=== DATA LISTING ===
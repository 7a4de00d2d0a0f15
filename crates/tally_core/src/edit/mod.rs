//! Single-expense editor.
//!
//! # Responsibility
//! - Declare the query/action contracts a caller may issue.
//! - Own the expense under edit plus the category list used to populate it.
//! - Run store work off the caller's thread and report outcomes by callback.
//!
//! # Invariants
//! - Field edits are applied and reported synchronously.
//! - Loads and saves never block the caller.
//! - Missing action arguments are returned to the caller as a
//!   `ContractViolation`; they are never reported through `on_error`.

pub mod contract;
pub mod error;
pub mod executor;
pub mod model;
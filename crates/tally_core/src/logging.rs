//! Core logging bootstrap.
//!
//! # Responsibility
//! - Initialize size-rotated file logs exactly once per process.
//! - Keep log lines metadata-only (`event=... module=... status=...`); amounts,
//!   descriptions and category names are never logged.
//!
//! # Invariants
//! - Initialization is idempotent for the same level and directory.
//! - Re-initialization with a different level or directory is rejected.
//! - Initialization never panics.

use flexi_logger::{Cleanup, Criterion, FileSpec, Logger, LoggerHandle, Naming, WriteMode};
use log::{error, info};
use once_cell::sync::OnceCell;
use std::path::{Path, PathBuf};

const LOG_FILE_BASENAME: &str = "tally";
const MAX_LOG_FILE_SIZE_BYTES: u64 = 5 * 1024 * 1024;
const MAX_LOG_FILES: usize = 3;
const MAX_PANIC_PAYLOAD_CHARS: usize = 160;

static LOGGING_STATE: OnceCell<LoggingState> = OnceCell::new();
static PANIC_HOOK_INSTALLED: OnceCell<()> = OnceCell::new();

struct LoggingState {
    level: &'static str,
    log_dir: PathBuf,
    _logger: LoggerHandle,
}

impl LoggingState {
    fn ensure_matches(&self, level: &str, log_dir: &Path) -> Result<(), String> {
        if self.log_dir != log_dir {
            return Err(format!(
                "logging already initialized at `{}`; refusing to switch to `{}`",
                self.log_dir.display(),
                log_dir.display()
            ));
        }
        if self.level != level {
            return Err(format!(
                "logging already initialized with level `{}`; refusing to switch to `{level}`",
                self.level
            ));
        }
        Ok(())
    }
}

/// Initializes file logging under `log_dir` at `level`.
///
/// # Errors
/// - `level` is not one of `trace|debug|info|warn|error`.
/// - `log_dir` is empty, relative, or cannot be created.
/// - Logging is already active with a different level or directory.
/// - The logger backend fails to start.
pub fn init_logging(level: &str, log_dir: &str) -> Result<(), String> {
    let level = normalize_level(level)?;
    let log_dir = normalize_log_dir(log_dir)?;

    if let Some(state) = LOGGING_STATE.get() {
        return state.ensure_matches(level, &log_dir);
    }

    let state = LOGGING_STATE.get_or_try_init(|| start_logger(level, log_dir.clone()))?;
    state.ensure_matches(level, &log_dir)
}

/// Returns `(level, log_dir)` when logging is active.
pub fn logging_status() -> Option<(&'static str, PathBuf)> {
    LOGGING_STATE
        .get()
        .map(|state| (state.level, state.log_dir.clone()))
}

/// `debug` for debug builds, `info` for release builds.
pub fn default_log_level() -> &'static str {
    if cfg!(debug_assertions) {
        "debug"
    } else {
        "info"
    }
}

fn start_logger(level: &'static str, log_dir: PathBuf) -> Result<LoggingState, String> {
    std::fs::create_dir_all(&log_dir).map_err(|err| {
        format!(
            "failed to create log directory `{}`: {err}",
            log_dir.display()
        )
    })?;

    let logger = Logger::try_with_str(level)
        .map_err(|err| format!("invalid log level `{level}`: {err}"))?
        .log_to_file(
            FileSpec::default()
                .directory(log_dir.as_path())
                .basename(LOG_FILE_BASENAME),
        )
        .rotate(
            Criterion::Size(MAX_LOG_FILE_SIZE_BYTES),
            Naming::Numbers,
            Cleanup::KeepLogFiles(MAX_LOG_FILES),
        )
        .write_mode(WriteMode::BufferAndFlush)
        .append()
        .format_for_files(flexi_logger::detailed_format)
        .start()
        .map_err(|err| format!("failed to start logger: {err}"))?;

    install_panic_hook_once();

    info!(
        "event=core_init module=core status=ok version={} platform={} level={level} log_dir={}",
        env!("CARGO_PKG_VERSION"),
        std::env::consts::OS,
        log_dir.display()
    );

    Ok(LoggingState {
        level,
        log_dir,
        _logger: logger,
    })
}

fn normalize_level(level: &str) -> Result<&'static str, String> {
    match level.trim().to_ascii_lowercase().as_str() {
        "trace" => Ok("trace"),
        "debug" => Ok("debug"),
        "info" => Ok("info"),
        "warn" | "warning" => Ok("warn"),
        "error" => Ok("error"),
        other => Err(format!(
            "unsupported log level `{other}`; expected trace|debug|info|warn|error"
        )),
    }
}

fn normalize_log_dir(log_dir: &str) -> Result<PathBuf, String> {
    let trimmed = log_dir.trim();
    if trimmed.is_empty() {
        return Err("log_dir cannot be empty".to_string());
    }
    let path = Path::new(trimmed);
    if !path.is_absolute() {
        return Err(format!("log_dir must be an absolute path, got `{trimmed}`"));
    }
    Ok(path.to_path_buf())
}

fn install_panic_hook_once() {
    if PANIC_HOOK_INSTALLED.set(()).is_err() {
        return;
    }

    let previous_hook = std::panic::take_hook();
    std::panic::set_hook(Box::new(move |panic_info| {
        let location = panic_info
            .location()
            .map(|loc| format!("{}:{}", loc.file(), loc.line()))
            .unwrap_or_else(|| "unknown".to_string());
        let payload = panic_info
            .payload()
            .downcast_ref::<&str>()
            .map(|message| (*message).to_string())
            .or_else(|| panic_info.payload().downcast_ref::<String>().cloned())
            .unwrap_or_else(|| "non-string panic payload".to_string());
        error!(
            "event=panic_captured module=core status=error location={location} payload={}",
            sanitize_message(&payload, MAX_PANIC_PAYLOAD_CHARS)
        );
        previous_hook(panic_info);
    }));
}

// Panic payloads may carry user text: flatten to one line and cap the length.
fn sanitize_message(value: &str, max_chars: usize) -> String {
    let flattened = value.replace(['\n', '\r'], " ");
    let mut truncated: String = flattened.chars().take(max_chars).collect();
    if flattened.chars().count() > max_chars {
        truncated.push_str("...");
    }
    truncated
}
===
* **WORK INSTRUCTION**: Tell how many lines in the entries above include the word "action", and respond with the number alone.

* **WRITTEN RESPONSE**: 2